La settimana scorsa ho cominciato un viaggio al mare che ha tradito non poco le mie aspettative: cercavo l’odore delle onde e un po’ di pace e invece ho trovato una nuvola di smog, una fila di camion e tanti cittadini arrabbiati. Sì, ma con chi? L’interrogativo è molto semplice: chi deve tutelare la salute dei cittadini dall’inquinamento prodotto dalle grandi navi nei nostri porti? Non si tratta di un problema di poco conto, visto che l’Italia ha un’estensione costiera di oltre 7.600 km, in cui vi sono circa 87 scali portuali.

L’Europa, che ogni tanto raccomanda e non solo impone, nell’ambito del programma “Aria pulita per l’Europa (C.A.F.E.)”, ha consigliato agli Stati membri di attrezzare i porti in modo da poter erogare energia alle navi tramite il sistema di cold ironing. In assenza di una politica governativa comune sul tema, Regioni, Province e Comuni debbono confrontarsi con le istanze dei cittadini, potendo fare poco o nulla, mentre le Authorities dei porti maggiori, pur potendo intervenire non ne sono giuridicamente vincolate. Ma il problema rimane.

Le navi, infatti, sono come piccole città e hanno bisogno di energia esattamente come il vostro appartamento, ma non usano la rete elettrica nazionale: ristorante, discoteca e l’immancabile aria condizionata stile vento siberiano sono alimentate tramite immensi generatori che creano energia bruciando gasolio senza sosta. E mentre noi siamo spinti a rottamare auto Euro 0 Euro 1 perché troppo inquinanti, nei porti italiani approdano navi costruite quando in Italia si ballava il twist.

Tramite il cold ironing, attaccando, in pratica, le navi alla spina, si arriverebbe a risultati importanti: la riduzione del 30% dell’anidride carbonica, 95% in meno di ossidi d’azoto e particolato, 100% in meno di vibrazioni. Fuori dai numeri, rappresenterebbe una boccata d’ossigeno per chi vive nei dintorni. In Europa, tra i porti più avanzati nell’utilizzo dello strumento vi è Goteborg, dove una nave su tre è completamente alimentata a elettricità, compresi i cargo; e poi Stoccolma, che ha terminal di questo tipo già in funzione da anni e infine Anversa, dove il governo e l’autorità portuale hanno stanziato ingenti somme per la revisione delle strategie ambientali.

In Italia, alcune Autorità portuali hanno raccolto la sfida dell’elettrificazione delle banchine: Civitavecchia, La Spezia e Venezia hanno sottoscritto protocolli d’intesa con Enel per realizzare sistemi di cold ironing in alcune banchine, unitamente a piani di produzione energetica alternativa tramite impianti eolici, fotovoltaici e cimoelettrici (che trasformano il moto ondoso in energia). Si tratta di progetti ambiziosi di cui si parla oramai dal 2008 e, nonostante le buone intenzioni, per l’inizio dei lavori potrebbero correre anni, lustri, decenni.

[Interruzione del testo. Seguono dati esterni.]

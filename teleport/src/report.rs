use crate::histogram::Histogram;
use bloch::{BlochVector, QubitState, SphereScene};
use serde::Serialize;
use std::fmt;

const HISTOGRAM_WIDTH: usize = 40;

/// Everything one session displays: both states, their scenes, the shot
/// histogram and the circuit.
#[derive(Serialize, Clone, Debug, PartialEq)]
#[serde(rename_all = "camelCase")]
pub struct TeleportReport {
    pub state_label: String,
    pub initial_state: QubitState,
    pub received_state: QubitState,
    pub initial_bloch: BlochVector,
    pub received_bloch: BlochVector,
    /// |⟨ψ|φ⟩|² between the original and the received state.
    pub fidelity: f64,
    pub histogram: Histogram,
    pub circuit_diagram: String,
    pub qasm: String,
    pub initial_scene: SphereScene,
    pub received_scene: SphereScene,
}

impl TeleportReport {
    pub fn render_text(&self) -> String {
        self.to_string()
    }
}

impl fmt::Display for TeleportReport {
    fn fmt(&self, f: &mut fmt::Formatter<'_>) -> fmt::Result {
        writeln!(f, "Quantum Teleportation")?;
        writeln!(f, "Initial state: {}", self.state_label)?;
        writeln!(f)?;
        writeln!(f, "Teleportation circuit:")?;
        f.write_str(&self.circuit_diagram)?;
        writeln!(f)?;
        write_bloch(f, self.initial_scene.title(), &self.initial_bloch)?;
        write_bloch(f, self.received_scene.title(), &self.received_bloch)?;
        writeln!(f, "Fidelity: {:.6}", self.fidelity)?;
        writeln!(f)?;
        writeln!(f, "Measurement results ({} shots, c1c0):", self.histogram.shots)?;
        f.write_str(&self.histogram.render(HISTOGRAM_WIDTH))
    }
}

fn write_bloch(f: &mut fmt::Formatter<'_>, title: &str, v: &BlochVector) -> fmt::Result {
    writeln!(f, "{title}: ({:+.4}, {:+.4}, {:+.4})", v.x, v.y, v.z)
}
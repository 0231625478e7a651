//! Text diagrams for circuits.
//!
//! Every gate gets its own column. Qubit wires are drawn with `─`, the
//! classical register with `═`. Vertical links crossing an intermediate
//! wire are drawn as `┼` for quantum links and `╫` for classical ones.

use crate::api::Pauli;
use crate::circuit::Circuit;
use crate::gate::Gate;

#[derive(Debug, Clone, PartialEq)]
enum Cell {
    Wire,
    Label(String),
    Link { classical: bool },
}

const QUANTUM_WIRE: char = '─';
const CLASSICAL_WIRE: char = '═';

pub fn draw(circuit: &Circuit) -> String {
    let classical_row = (circuit.num_clbits > 0).then_some(circuit.num_qubits);
    let num_rows = circuit.num_qubits + usize::from(classical_row.is_some());

    let mut prefixes: Vec<String> = (0..circuit.num_qubits).map(|q| format!("q{q}: ")).collect();
    if classical_row.is_some() {
        prefixes.push(format!("c{}: ", circuit.num_clbits));
    }
    let prefix_width = prefixes.iter().map(|p| p.chars().count()).max().unwrap_or(0);
    let mut lines: Vec<String> = prefixes
        .into_iter()
        .map(|p| format!("{p:<prefix_width$}"))
        .collect();

    for (row, line) in lines.iter_mut().enumerate() {
        line.push(fill_for(row, classical_row));
    }

    for gate in circuit.gates() {
        let cells = column(gate, num_rows, classical_row);
        let width = cells
            .iter()
            .map(|c| match c {
                Cell::Label(s) => s.chars().count(),
                _ => 1,
            })
            .max()
            .unwrap_or(1)
            + 2;

        for (row, (line, cell)) in lines.iter_mut().zip(cells).enumerate() {
            let fill = fill_for(row, classical_row);
            let text = match cell {
                Cell::Wire => fill.to_string(),
                Cell::Label(s) => s,
                Cell::Link { classical: true } => "╫".to_string(),
                Cell::Link { classical: false } => "┼".to_string(),
            };
            line.push_str(&center(&text, width, fill));
            line.push(fill);
        }
    }

    let mut out = lines.join("\n");
    out.push('\n');
    out
}

fn fill_for(row: usize, classical_row: Option<usize>) -> char {
    if Some(row) == classical_row {
        CLASSICAL_WIRE
    } else {
        QUANTUM_WIRE
    }
}

fn center(text: &str, width: usize, fill: char) -> String {
    let len = text.chars().count();
    let pad = width.saturating_sub(len);
    let left = pad / 2;
    let right = pad - left;
    let mut out = String::with_capacity(width * 3);
    out.extend(std::iter::repeat_n(fill, left));
    out.push_str(text);
    out.extend(std::iter::repeat_n(fill, right));
    out
}

fn label(gate: &Gate) -> String {
    match *gate {
        Gate::H { .. } => "H".into(),
        Gate::X { .. } => "X".into(),
        Gate::Y { .. } => "Y".into(),
        Gate::Z { .. } => "Z".into(),
        Gate::S { .. } => "S".into(),
        Gate::RX { theta, .. } => format!("RX({theta:.2})"),
        Gate::RY { theta, .. } => format!("RY({theta:.2})"),
        Gate::RZ { theta, .. } => format!("RZ({theta:.2})"),
        Gate::Initialize { amplitudes, .. } => {
            let [a, b] = amplitudes;
            format!("init({:.2}, {:.2}∠{:.2})", a.norm(), b.norm(), b.arg() - a.arg())
        }
        Gate::Measure { .. } => "M".into(),
        Gate::CondPauli { pauli, .. } => match pauli {
            Pauli::I => "I".into(),
            p => p.symbol().into(),
        },
        Gate::CX { .. } | Gate::CZ { .. } => "■".into(),
    }
}

fn column(gate: &Gate, num_rows: usize, classical_row: Option<usize>) -> Vec<Cell> {
    let mut cells = vec![Cell::Wire; num_rows];
    match *gate {
        Gate::CX { control, target } | Gate::CZ { control, target } => {
            let (lo, hi) = (control.min(target), control.max(target));
            for cell in &mut cells[lo + 1..hi] {
                *cell = Cell::Link { classical: false };
            }
            cells[control] = Cell::Label("■".into());
            cells[target] = Cell::Label(if matches!(gate, Gate::CX { .. }) {
                "⊕".into()
            } else {
                "■".into()
            });
        }
        Gate::Measure { qubit, clbit } => {
            cells[qubit] = Cell::Label(label(gate));
            if let Some(c_row) = classical_row {
                for cell in &mut cells[qubit + 1..c_row] {
                    *cell = Cell::Link { classical: true };
                }
                cells[c_row] = Cell::Label(format!("{clbit}"));
            }
        }
        Gate::CondPauli { clbit, target, .. } => {
            cells[target] = Cell::Label(label(gate));
            if let Some(c_row) = classical_row {
                for cell in &mut cells[target + 1..c_row] {
                    *cell = Cell::Link { classical: true };
                }
                cells[c_row] = Cell::Label(format!("c{clbit}=1"));
            }
        }
        _ => {
            for q in gate.qubits() {
                cells[q] = Cell::Label(label(gate));
            }
        }
    }
    cells
}

#[cfg(test)]
mod tests {
    use super::*;

    #[test]
    fn draws_one_row_per_wire() {
        let mut circuit = Circuit::new(3, 2);
        circuit
            .h(1)
            .unwrap()
            .cx(0, 2)
            .unwrap()
            .measure(0, 1)
            .unwrap()
            .c_pauli(1, Pauli::X, 2)
            .unwrap();
        let text = circuit.draw();
        let lines: Vec<&str> = text.lines().collect();

        assert_eq!(lines.len(), 4);
        assert!(lines[0].starts_with("q0: "));
        assert!(lines[3].starts_with("c2: "));
        assert!(lines[1].contains('H'));
        assert!(lines[0].contains('■'));
        assert!(lines[2].contains('⊕'));
        // The CX link crosses q1, the measurement link crosses q1 and q2.
        assert!(lines[1].contains('┼'));
        assert!(lines[1].contains('╫'));
        assert!(lines[2].contains('╫') || lines[2].contains('X'));
        assert!(lines[3].contains("c1=1"));
    }

    #[test]
    fn rows_have_equal_width() {
        let mut circuit = Circuit::new(2, 1);
        circuit.rx(0, 1.5).unwrap().cz(0, 1).unwrap().measure(1, 0).unwrap();
        let text = circuit.draw();
        let widths: Vec<usize> = text.lines().map(|l| l.chars().count()).collect();
        assert!(widths.windows(2).all(|w| w[0] == w[1]), "{text}");
        assert!(text.contains("RX(1.50)"));
    }

    #[test]
    fn circuit_without_clbits_has_no_classical_row() {
        let mut circuit = Circuit::new(1, 0);
        circuit.x(0).unwrap();
        assert_eq!(circuit.draw().lines().count(), 1);
    }

    #[test]
    fn center_pads_evenly() {
        assert_eq!(center("H", 3, '─'), "─H─");
        assert_eq!(center("AB", 5, '═'), "═AB══");
    }
}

In molti casi, infatti, i piani di revisione in senso ecologico delle attività portuali hanno incontrato grandi difficoltà sia per quanto riguarda il reperimento delle somme necessarie a creare le infrastrutture che per la definizione degli incentivi da accordare agli armatori per l’utilizzo dell’energia elettrica. In un contesto di forte competizione tra i porti, poi, si comprende come non vi sia gran fretta di imporre spese ad armatori che potrebbero (di rimbalzo) spostare i propri affari in porti più convenienti.

In questa gara al ribasso delle prestazioni ambientali ci rimettono tutti: i porti, che potrebbero sfruttare l’avanzamento tecnologico come strategia di marketing, i cittadini, soffocati da una coltre di fumi mortifera quanto evitabile e, in definitiva, la credibilità delle istituzioni tutte. Un passo intermedio in direzione delle esigenze delle popolazioni interessate è rappresentato dall’utilizzo di un gasolio a basso tenore di zolfo nelle fasi di attracco e durante la permanenza delle navi. Un passo intermedio che limita (ma non risolve) il problema delle polveri e delle vibrazioni, con tutte le difficoltà di controllo del caso. Sfortunatamente, però, la salute è per la Costituzione “fondamentale diritto dell’individuo e interesse della collettività”. Se ne può ammettere una tutela intermedia?!